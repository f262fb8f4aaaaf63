//! Geometry primitives shared by every body in the arena
//!
//! Plain value types. Behaviour beyond trivial accessors lives in
//! [`super::collision`].

use glam::Vec2;
use serde::{Deserialize, Serialize};

/// A point in arena space (pixels, y grows downward)
pub type Point = Vec2;

/// Axis-aligned rectangle anchored at its top-left corner
#[derive(Debug, Clone, Copy, PartialEq, Default, Serialize, Deserialize)]
pub struct Rect {
    pub x: f32,
    pub y: f32,
    #[serde(alias = "w")]
    pub width: f32,
    #[serde(alias = "h")]
    pub height: f32,
}

impl Rect {
    pub const fn new(x: f32, y: f32, width: f32, height: f32) -> Self {
        Self {
            x,
            y,
            width,
            height,
        }
    }

    #[inline]
    pub fn right(&self) -> f32 {
        self.x + self.width
    }

    #[inline]
    pub fn bottom(&self) -> f32 {
        self.y + self.height
    }

    #[inline]
    pub fn center(&self) -> Point {
        Vec2::new(self.x + self.width / 2.0, self.y + self.height / 2.0)
    }

    /// Same size, moved so the top-left corner sits at `(x, y)`
    #[inline]
    pub fn at(&self, x: f32, y: f32) -> Self {
        Self { x, y, ..*self }
    }
}

/// Circle given by centre and radius
#[derive(Debug, Clone, Copy, PartialEq, Default, Serialize, Deserialize)]
pub struct Circle {
    pub x: f32,
    pub y: f32,
    pub radius: f32,
}

impl Circle {
    pub const fn new(x: f32, y: f32, radius: f32) -> Self {
        Self { x, y, radius }
    }

    #[inline]
    pub fn center(&self) -> Point {
        Vec2::new(self.x, self.y)
    }
}

/// Anything occupying an axis-aligned box
pub trait HasBounds {
    fn bounds(&self) -> Rect;

    fn center(&self) -> Point {
        self.bounds().center()
    }
}

/// Anything occupying a circle
pub trait HasCircleBounds {
    fn circle(&self) -> Circle;
}

impl HasBounds for Rect {
    fn bounds(&self) -> Rect {
        *self
    }
}

impl HasCircleBounds for Circle {
    fn circle(&self) -> Circle {
        *self
    }
}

········

- [TASK STATEMENT] Your task is to output the full set of records exactly as presented.

- [RESULT FOR THIS EXERCISE]
repository f262fb8f4aaaaf63
//! Geometry primitives shared by every body in the arena
//!
//! Plain value types. Behaviour beyond trivial accessors lives in
//! [`super::collision`].

use glam::Vec2;
use serde::{Deserialize, Serialize};

/// A point in arena space (pixels, y grows downward)
pub type Point = Vec2;

/// Axis-aligned rectangle anchored at its top-left corner
#[derive(Debug, Clone, Copy, PartialEq, Default, Serialize, Deserialize)]
pub struct Rect {
    pub x: f32,
    pub y: f32,
    #[serde(alias = "w")]
    pub width: f32,
    #[serde(alias = "h")]
    pub height: f32,
}

impl Rect {
    pub const fn new(x: f32, y: f32, width: f32, height: f32) -> Self {
        Self {
            x,
            y,
            width,
            height,
        }
    }

    #[inline]
    pub fn right(&self) -> f32 {
        self.x + self.width
    }

    #[inline]
    pub fn bottom(&self) -> f32 {
        self.y + self.height
    }

    #[inline]
    pub fn center(&self) -> Point {
        Vec2::new(self.x + self.width / 2.0, self.y + self.height / 2.0)
    }

    /// Same size, moved so the top-left corner sits at `(x, y)`
    #[inline]
    pub fn at(&self, x: f32, y: f32) -> Self {
        Self { x, y, ..*self }
    }
}

/// Circle given by centre and radius
#[derive(Debug, Clone, Copy, PartialEq, Default, Serialize, Deserialize)]
pub struct Circle {
    pub x: f32,
    pub y: f32,
    pub radius: f32,
}

impl Circle {
    pub const fn new(x: f32, y: f32, radius: f32) -> Self {
        Self { x, y, radius }
    }

    #[inline]
    pub fn center(&self) -> Point {
        Vec2::new(self.x, self.y)
    }
}

/// Anything occupying an axis-aligned box
pub trait HasBounds {
    fn bounds(&self) -> Rect;

    fn center(&self) -> Point {
        self.bounds().center()
    }
}

/// Anything occupying a circle
pub trait HasCircleBounds {
    fn circle(&self) -> Circle;
}

impl HasBounds for Rect {
    fn bounds(&self) -> Rect {
        *self
    }
}

impl HasCircleBounds for Circle {
    fn circle(&self) -> Circle {
        *self
    }
}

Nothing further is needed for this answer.